L'étude, publiée dans une revue à comité de lecture, a utilisé des techniques laser avancées pour observer les parois de domaines magnétiques—les frontières entre régions de magnétisation différente—sur des échelles de temps femtosecondes (un quadrillionnième de seconde). L'équipe a constaté que ces parois restent stables même lorsqu'elles sont soumises à des impulsions laser ultrarapides, contrairement aux hypothèses antérieures selon lesquelles elles seraient facilement perturbées.
Cette stabilité est cruciale pour la spintronique, une technologie qui utilise le spin des électrons plutôt que leur charge pour stocker et traiter les données.

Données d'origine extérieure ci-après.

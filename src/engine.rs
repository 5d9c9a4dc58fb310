//! Conversion engine: format registry and the convert pipeline.

use std::collections::HashMap;
use std::path::{Path, PathBuf};

use rayon::prelude::*;
use tracing::{info, warn};

use crate::error::{ConvertError, Result};
use crate::schema::CommonSchema;

/// A format that can be read into the common schema.
pub trait Parser: Send + Sync {
    /// Cheap check whether this parser handles the file. May open the file
    /// to sniff content when the extension is ambiguous.
    fn can_parse(&self, path: &Path) -> bool;

    /// Parse the file. Fails only for document-level problems; element-level
    /// issues are recorded on the returned schema.
    fn parse(&self, path: &Path) -> Result<CommonSchema>;
}

/// A format the common schema can be written to.
pub trait Exporter: Send + Sync {
    /// Default file extension for this format.
    fn extension(&self) -> &'static str;

    /// Write the schema to the given path.
    fn export(&self, schema: &CommonSchema, path: &Path) -> Result<()>;
}

/// Options controlling a single conversion.
#[derive(Debug, Clone)]
pub struct ConvertOptions {
    /// Source format key; detected from the input file when None.
    pub source_format: Option<String>,
    /// Target format key; derived from the output extension when None.
    pub target_format: Option<String>,
    /// Run schema validation between parse and export. On by default; a
    /// non-empty issue list aborts the conversion before anything is written.
    pub validate: bool,
}

impl Default for ConvertOptions {
    fn default() -> Self {
        Self {
            source_format: None,
            target_format: None,
            validate: true,
        }
    }
}

/// Registry of parsers and exporters plus the conversion pipeline.
///
/// Every conversion is parse → validate → export; formats never talk to each
/// other directly.
#[derive(Default)]
pub struct ConversionEngine {
    parsers: HashMap<String, Box<dyn Parser>>,
    exporters: HashMap<String, Box<dyn Exporter>>,
}

impl ConversionEngine {
    /// Create an empty engine with no formats registered.
    #[must_use]
    pub fn new() -> Self {
        Self::default()
    }

    /// Create an engine with all built-in formats registered.
    #[must_use]
    pub fn with_default_formats() -> Self {
        let mut engine = Self::new();

        engine.register_parser("urdf", Box::new(crate::urdf::UrdfFormat));
        engine.register_exporter("urdf", Box::new(crate::urdf::UrdfFormat));

        engine.register_parser("mjcf", Box::new(crate::mjcf::MjcfFormat));
        engine.register_exporter("mjcf", Box::new(crate::mjcf::MjcfFormat));
        engine.register_parser("xml", Box::new(crate::mjcf::MjcfFormat));

        for alias in ["schema", "yaml", "yml"] {
            engine.register_parser(alias, Box::new(crate::schema_io::SchemaFormat::yaml()));
            engine.register_exporter(alias, Box::new(crate::schema_io::SchemaFormat::yaml()));
        }
        engine.register_parser("json", Box::new(crate::schema_io::SchemaFormat::json()));
        engine.register_exporter("json", Box::new(crate::schema_io::SchemaFormat::json()));

        engine.register_parser("sdf", Box::new(crate::scene::SceneFormat));
        engine.register_exporter("sdf", Box::new(crate::scene::SceneFormat));

        engine
    }

    /// Register a parser under a format key.
    pub fn register_parser(&mut self, format: &str, parser: Box<dyn Parser>) {
        self.parsers.insert(format.to_lowercase(), parser);
    }

    /// Register an exporter under a format key.
    pub fn register_exporter(&mut self, format: &str, exporter: Box<dyn Exporter>) {
        self.exporters.insert(format.to_lowercase(), exporter);
    }

    /// Registered parser format keys, sorted.
    #[must_use]
    pub fn supported_inputs(&self) -> Vec<&str> {
        let mut keys: Vec<&str> = self.parsers.keys().map(String::as_str).collect();
        keys.sort_unstable();
        keys
    }

    /// Registered exporter format keys, sorted.
    #[must_use]
    pub fn supported_outputs(&self) -> Vec<&str> {
        let mut keys: Vec<&str> = self.exporters.keys().map(String::as_str).collect();
        keys.sort_unstable();
        keys
    }

    /// Detect the source format of a file.
    ///
    /// The parser registered under the file's extension is asked first; if it
    /// declines, every registered parser gets a chance to sniff the content.
    pub fn detect_format(&self, path: &Path) -> Result<&str> {
        let ext = path
            .extension()
            .and_then(|e| e.to_str())
            .map(str::to_lowercase);

        if let Some(ref ext) = ext {
            if let Some((key, parser)) = self.parsers.get_key_value(ext) {
                if parser.can_parse(path) {
                    return Ok(key);
                }
            }
        }

        for (key, parser) in &self.parsers {
            if Some(key.as_str()) != ext.as_deref() && parser.can_parse(path) {
                return Ok(key);
            }
        }

        Err(ConvertError::FormatDetection(path.to_path_buf()))
    }

    /// Convert one file. Returns the intermediate schema that was written.
    pub fn convert(
        &self,
        input: &Path,
        output: &Path,
        options: &ConvertOptions,
    ) -> Result<CommonSchema> {
        if !input.exists() {
            return Err(ConvertError::Io(std::io::Error::new(
                std::io::ErrorKind::NotFound,
                format!("input file not found: {}", input.display()),
            )));
        }

        let source = match options.source_format {
            Some(ref f) => f.to_lowercase(),
            None => self.detect_format(input)?.to_string(),
        };
        let target = match options.target_format {
            Some(ref f) => f.to_lowercase(),
            None => output
                .extension()
                .and_then(|e| e.to_str())
                .map(str::to_lowercase)
                .ok_or_else(|| ConvertError::FormatDetection(output.to_path_buf()))?,
        };

        let parser = self
            .parsers
            .get(&source)
            .ok_or_else(|| ConvertError::UnsupportedFormat(source.clone()))?;
        let exporter = self
            .exporters
            .get(&target)
            .ok_or_else(|| ConvertError::UnsupportedFormat(target.clone()))?;

        info!(
            input = %input.display(),
            output = %output.display(),
            source = %source,
            target = %target,
            "converting"
        );

        let schema = parser.parse(input)?;

        if options.validate {
            let issues = schema.validate();
            if !issues.is_empty() {
                return Err(ConvertError::Validation(issues));
            }
        }

        exporter.export(&schema, output)?;
        Ok(schema)
    }

    /// Convert every matching file in a directory.
    ///
    /// Files are independent, so they are converted in parallel. Per-file
    /// failures are logged and skipped; the returned list holds the output
    /// paths that were actually written, sorted.
    pub fn batch_convert(
        &self,
        input_dir: &Path,
        output_dir: &Path,
        source_format: &str,
        target_format: &str,
    ) -> Result<Vec<PathBuf>> {
        let source = source_format.to_lowercase();
        let target = target_format.to_lowercase();
        let extension = self
            .exporters
            .get(&target)
            .map(|e| e.extension())
            .ok_or_else(|| ConvertError::UnsupportedFormat(target.clone()))?;
        let parser = self
            .parsers
            .get(&source)
            .ok_or_else(|| ConvertError::UnsupportedFormat(source.clone()))?;

        std::fs::create_dir_all(output_dir)?;

        // Match by extension, or let the parser sniff files under other
        // extensions (MJCF in a .xml file, for instance).
        let mut inputs: Vec<PathBuf> = std::fs::read_dir(input_dir)?
            .filter_map(std::result::Result::ok)
            .map(|entry| entry.path())
            .filter(|path| {
                let ext = path
                    .extension()
                    .and_then(|e| e.to_str())
                    .map(str::to_lowercase);
                ext.as_deref() == Some(source.as_str()) || parser.can_parse(path)
            })
            .collect();
        inputs.sort();

        let options = ConvertOptions {
            source_format: Some(source),
            target_format: Some(target),
            validate: true,
        };

        let mut outputs: Vec<PathBuf> = inputs
            .par_iter()
            .filter_map(|input| {
                let stem = input.file_stem()?;
                let output = output_dir.join(stem).with_extension(extension);
                match self.convert(input, &output, &options) {
                    Ok(_) => Some(output),
                    Err(err) => {
                        warn!(input = %input.display(), %err, "batch conversion failed");
                        None
                    }
                }
            })
            .collect();
        outputs.sort();

        info!(
            converted = outputs.len(),
            total = inputs.len(),
            "batch conversion finished"
        );
        Ok(outputs)
    }
}

#[cfg(test)]
#[allow(clippy::unwrap_used, clippy::expect_used)]
mod tests {
    use super::*;
    use std::fs;

    const URDF: &str = r#"
        <robot name="mini">
            <link name="base">
                <inertial>
                    <mass value="1.0"/>
                    <inertia ixx="0.1" iyy="0.1" izz="0.1"/>
                </inertial>
            </link>
            <link name="arm"/>
            <joint name="j1" type="revolute">
                <parent link="base"/>
                <child link="arm"/>
                <axis xyz="0 1 0"/>
            </joint>
        </robot>
    "#;

    #[test]
    fn test_default_formats_registered() {
        let engine = ConversionEngine::with_default_formats();
        assert!(engine.supported_inputs().contains(&"urdf"));
        assert!(engine.supported_inputs().contains(&"mjcf"));
        assert!(engine.supported_inputs().contains(&"yaml"));
        assert!(engine.supported_outputs().contains(&"sdf"));
    }

    #[test]
    fn test_detect_by_extension() {
        let dir = tempfile::tempdir().expect("tempdir");
        let path = dir.path().join("robot.urdf");
        fs::write(&path, URDF).expect("write");

        let engine = ConversionEngine::with_default_formats();
        assert_eq!(engine.detect_format(&path).expect("detect"), "urdf");
    }

    #[test]
    fn test_detect_by_content_sniff() {
        // A .xml extension maps to the MJCF parser, but URDF content inside
        // should still be detected by the fallback sniff.
        let dir = tempfile::tempdir().expect("tempdir");
        let path = dir.path().join("robot.xml");
        fs::write(&path, URDF).expect("write");

        let engine = ConversionEngine::with_default_formats();
        assert_eq!(engine.detect_format(&path).expect("detect"), "urdf");
    }

    #[test]
    fn test_detect_failure() {
        let dir = tempfile::tempdir().expect("tempdir");
        let path = dir.path().join("robot.step");
        fs::write(&path, "not a robot").expect("write");

        let engine = ConversionEngine::with_default_formats();
        assert!(matches!(
            engine.detect_format(&path),
            Err(ConvertError::FormatDetection(_))
        ));
    }

    #[test]
    fn test_missing_input() {
        let engine = ConversionEngine::with_default_formats();
        let result = engine.convert(
            Path::new("/nonexistent/robot.urdf"),
            Path::new("/tmp/out.yaml"),
            &ConvertOptions::default(),
        );
        assert!(matches!(result, Err(ConvertError::Io(_))));
    }

    #[test]
    fn test_unsupported_target() {
        let dir = tempfile::tempdir().expect("tempdir");
        let input = dir.path().join("robot.urdf");
        fs::write(&input, URDF).expect("write");

        let engine = ConversionEngine::with_default_formats();
        let result = engine.convert(
            &input,
            &dir.path().join("robot.step"),
            &ConvertOptions::default(),
        );
        assert!(matches!(result, Err(ConvertError::UnsupportedFormat(_))));
    }

    #[test]
    fn test_validation_blocks_broken_schema() {
        let dir = tempfile::tempdir().expect("tempdir");
        let input = dir.path().join("broken.urdf");
        fs::write(
            &input,
            r#"
            <robot name="broken">
                <link name="base"/>
                <link name="base"/>
            </robot>
            "#,
        )
        .expect("write");
        let output = dir.path().join("broken.yaml");

        let engine = ConversionEngine::with_default_formats();
        let result = engine.convert(&input, &output, &ConvertOptions::default());
        match result {
            Err(ConvertError::Validation(issues)) => {
                assert!(issues.iter().any(|i| i.contains("duplicate link")));
            }
            other => panic!("expected validation failure, got {other:?}"),
        }
        assert!(!output.exists());
    }

    #[test]
    fn test_validation_can_be_disabled() {
        let dir = tempfile::tempdir().expect("tempdir");
        let input = dir.path().join("broken.urdf");
        fs::write(
            &input,
            r#"
            <robot name="broken">
                <link name="base"/>
                <link name="base"/>
            </robot>
            "#,
        )
        .expect("write");
        let output = dir.path().join("broken.yaml");

        let engine = ConversionEngine::with_default_formats();
        let options = ConvertOptions {
            validate: false,
            ..ConvertOptions::default()
        };
        engine
            .convert(&input, &output, &options)
            .expect("should convert without validation");
        assert!(output.exists());
    }
}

Les dispositifs spintroniques pourraient potentiellement fonctionner beaucoup plus rapidement que l'électronique actuelle, mais le contrôle des structures magnétiques à grande vitesse a été un défi.
Selon Mentink, ces découvertes ouvrent de nouvelles possibilités pour concevoir des dispositifs de mémoire et de logique magnétiques capables de changer d'état en picosecondes ou plus rapidement. La recherche a été menée à l'Institut des molécules et des matériaux de l'Université Radboud à Nimègue, aux Pays-Bas.